Loving them both. Rumors say February for the Stormraven, Furioso and a new BA Battleforce.


----------



## OIIIIIIO (Dec 16, 2009)

I really hope that they don't do a BA battleforce. Just give us an upgrade sprue and call it good is all we really need IMO.


----------



## Captain Max (Dec 31, 2010)

Warseer has it that there is a BA Battleforce with a Tac Squad, Assault Squad, Death Company and a Rhino.

I can probably use it, but I have to admit it's not exciting. BTW, I think the Death Company box is the only upgrade sprue we're gonna get.


----------



## bitsandkits (Mar 18, 2008)

Captain Max said:


> Warseer has it that there is a BA Battleforce with a Tac Squad, Assault Squad, Death Company and a Rhino.

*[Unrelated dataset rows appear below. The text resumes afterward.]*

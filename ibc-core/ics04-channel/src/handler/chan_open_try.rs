//! Protocol logic specific to ICS4 messages of type `MsgChannelOpenTry`.

use ibc_core_channel_types::channel::{ChannelEnd, Counterparty, State as ChannelState};
use ibc_core_channel_types::error::ChannelError;
use ibc_core_channel_types::events::OpenTry;
use ibc_core_channel_types::msgs::MsgChannelOpenTry;
use ibc_core_client::context::prelude::*;
use ibc_core_handler_types::error::ContextError;
use ibc_core_handler_types::events::{IbcEvent, MessageEvent};
use ibc_core_host::types::identifiers::{ChannelId, Sequence};
use ibc_core_host::types::path::{
    ChannelEndPath, ClientConsensusStatePath, Path, SeqAckPath, SeqRecvPath, SeqSendPath,
};
use ibc_core_host::{ExecutionContext, ValidationContext};
use ibc_core_router::module::Module;
use ibc_primitives::prelude::*;
use ibc_primitives::proto::Protobuf;

use super::chan_open_init::verify_ordering_supported;
use super::{counterparty_conn_id, verify_connection_open};

pub fn chan_open_try_validate<ValCtx>(
    ctx_b: &ValCtx,
    module: &dyn Module,
    msg: MsgChannelOpenTry,
) -> Result<(), ContextError>
where
    ValCtx: ValidationContext,
{
    validate(ctx_b, &msg)?;

    let chan_id_on_b = ChannelId::new(ctx_b.channel_counter()?);

    module.on_chan_open_try_validate(
        msg.ordering,
        &msg.connection_hops_on_b,
        &msg.port_id_on_b,
        &chan_id_on_b,
        &Counterparty::new(msg.port_id_on_a.clone(), Some(msg.chan_id_on_a.clone())),
        &msg.version_supported_on_a,
    )?;

    Ok(())
}

pub fn chan_open_try_execute<ExecCtx>(
    ctx_b: &mut ExecCtx,
    module: &mut dyn Module,
    msg: MsgChannelOpenTry,
) -> Result<(), ContextError>
where
    ExecCtx: ExecutionContext,
{
    let chan_id_on_b = ChannelId::new(ctx_b.channel_counter()?);
    let (extras, version) = module.on_chan_open_try_execute(
        msg.ordering,
        &msg.connection_hops_on_b,
        &msg.port_id_on_b,
        &chan_id_on_b,
        &Counterparty::new(msg.port_id_on_a.clone(), Some(msg.chan_id_on_a.clone())),
        &msg.version_supported_on_a,
    )?;

    let conn_id_on_b = msg.connection_hops_on_b[0].clone();

    // state changes
    {
        let chan_end_on_b = ChannelEnd::new(
            ChannelState::TryOpen,
            msg.ordering,
            Counterparty::new(msg.port_id_on_a.clone(), Some(msg.chan_id_on_a.clone())),
            msg.connection_hops_on_b.clone(),
            version.clone(),
        )?;

        let chan_end_path_on_b = ChannelEndPath::new(&msg.port_id_on_b, &chan_id_on_b);
        ctx_b.store_channel(&chan_end_path_on_b, chan_end_on_b)?;
        ctx_b.increase_channel_counter()?;

        // All three counters start at 1.
        let seq_send_path = SeqSendPath::new(&msg.port_id_on_b, &chan_id_on_b);
        ctx_b.store_next_sequence_send(&seq_send_path, Sequence::from(1))?;

        let seq_recv_path = SeqRecvPath::new(&msg.port_id_on_b, &chan_id_on_b);
        ctx_b.store_next_sequence_recv(&seq_recv_path, Sequence::from(1))?;

        let seq_ack_path = SeqAckPath::new(&msg.port_id_on_b, &chan_id_on_b);
        ctx_b.store_next_sequence_ack(&seq_ack_path, Sequence::from(1))?;
    }

    // emit events and logs
    {
        ctx_b.log_message(format!(
            "success: channel open try with channel identifier: {chan_id_on_b}"
        ))?;

        let core_event = IbcEvent::OpenTryChannel(OpenTry::new(
            msg.port_id_on_b.clone(),
            chan_id_on_b.clone(),
            msg.port_id_on_a.clone(),
            Some(msg.chan_id_on_a.clone()),
            conn_id_on_b,
            version,
        ));
        ctx_b.emit_ibc_event(IbcEvent::Message(MessageEvent::Channel))?;
        ctx_b.emit_ibc_event(core_event)?;

        for module_event in extras.events {
            ctx_b.emit_ibc_event(IbcEvent::Module(module_event))?;
        }

        for log_message in extras.log {
            ctx_b.log_message(log_message)?;
        }
    }

    Ok(())
}

fn validate<Ctx>(ctx_b: &Ctx, msg: &MsgChannelOpenTry) -> Result<(), ContextError>
where
    Ctx: ValidationContext,
{
    ctx_b.validate_message_signer(&msg.signer)?;

    msg.verify_connection_hops_length()?;

    let conn_id_on_b = &msg.connection_hops_on_b[0];
    let conn_end_on_b = ctx_b.connection_end(conn_id_on_b)?;

    verify_connection_open(conn_id_on_b, &conn_end_on_b)?;
    verify_ordering_supported(&conn_end_on_b, msg.ordering)?;

    // Verify proofs
    {
        let client_id_on_b = conn_end_on_b.client_id();
        let client_val_ctx_b = ctx_b.get_client_validation_context();
        let client_state_of_a_on_b = client_val_ctx_b.client_state(client_id_on_b)?;

        client_state_of_a_on_b
            .status(client_val_ctx_b, client_id_on_b)?
            .verify_is_active()?;

        client_state_of_a_on_b.validate_proof_height(msg.proof_height_on_a)?;

        let client_cons_state_path_on_b = ClientConsensusStatePath::new(
            client_id_on_b.clone(),
            msg.proof_height_on_a.revision_number(),
            msg.proof_height_on_a.revision_height(),
        );
        let consensus_state_of_a_on_b =
            client_val_ctx_b.consensus_state(&client_cons_state_path_on_b)?;
        let prefix_on_a = conn_end_on_b.counterparty().prefix();
        let conn_id_on_a = counterparty_conn_id(conn_id_on_b, &conn_end_on_b)?;

        // A's end must still be in INIT, pointing at our port with no channel yet.
        let expected_chan_end_on_a = ChannelEnd::new(
            ChannelState::Init,
            msg.ordering,
            Counterparty::new(msg.port_id_on_b.clone(), None),
            vec![conn_id_on_a.clone()],
            msg.version_supported_on_a.clone(),
        )?;
        let chan_end_path_on_a = ChannelEndPath::new(&msg.port_id_on_a, &msg.chan_id_on_a);

        if let Err(e) = client_state_of_a_on_b.verify_membership(
            prefix_on_a,
            &msg.proof_chan_end_on_a,
            consensus_state_of_a_on_b.root(),
            Path::ChannelEnd(chan_end_path_on_a.clone()),
            expected_chan_end_on_a.encode_vec(),
        ) {
            // A proven absence means A never ran OpenInit.
            let absent_on_a = client_state_of_a_on_b
                .verify_non_membership(
                    prefix_on_a,
                    &msg.proof_chan_end_on_a,
                    consensus_state_of_a_on_b.root(),
                    Path::ChannelEnd(chan_end_path_on_a),
                )
                .is_ok();
            if absent_on_a {
                return Err(ChannelError::InvalidState {
                    expected: ChannelState::Init.as_str().to_string(),
                    actual: "absent".to_string(),
                }
                .into());
            }
            return Err(ChannelError::VerifyChannelFailed(e).into());
        }
    }

    Ok(())
}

as battle forces go thats about the right amount of stuff for the price, though i have to admit two plastics kits and a battle force for a febuary release would be a bit poor.. wonder if they have some other stuff in the pipe?


----------



## Marneus Calgar (Dec 5, 2007)

It's grown on me, when I saw the original pic, it reminded me Harold from Thomas the Tank Engine...

That thing 'aint Harold 

That things pretty awesome :laugh:


----------



## Lucian Kain (Jul 19, 2010)

[I do like your Christmas Avatar though Katie so have some rep.[/QUOTE]

you are gay
Naa 
seriously
The Raven at least looks more functional now,still that stupid dorscil and turret need to go under the knife.
If the GK version comes with psycannon sponsons I'll take 3


----------



## TheReverend (Dec 2, 2007)

i knew that was a new dread in the pic in the last WD! 

And i second Khorne's Fist, there will be at least one space wolf interred in one of those babies!

Rev


----------



## Gaz (Sep 13, 2010)

The storm raven looks better in that pic, but it doesn't mean I'll be running out to buy one on release...but if I do, the turret and vent will be going.


----------



## Horacus (Oct 5, 2009)

Wusword77 said:


> Now if we just had release dates :ireful2:


Yes, we're missing that. But I think that no more than 3 months...that dreadnought looks good, even if I don't play the Bloody chickens.


----------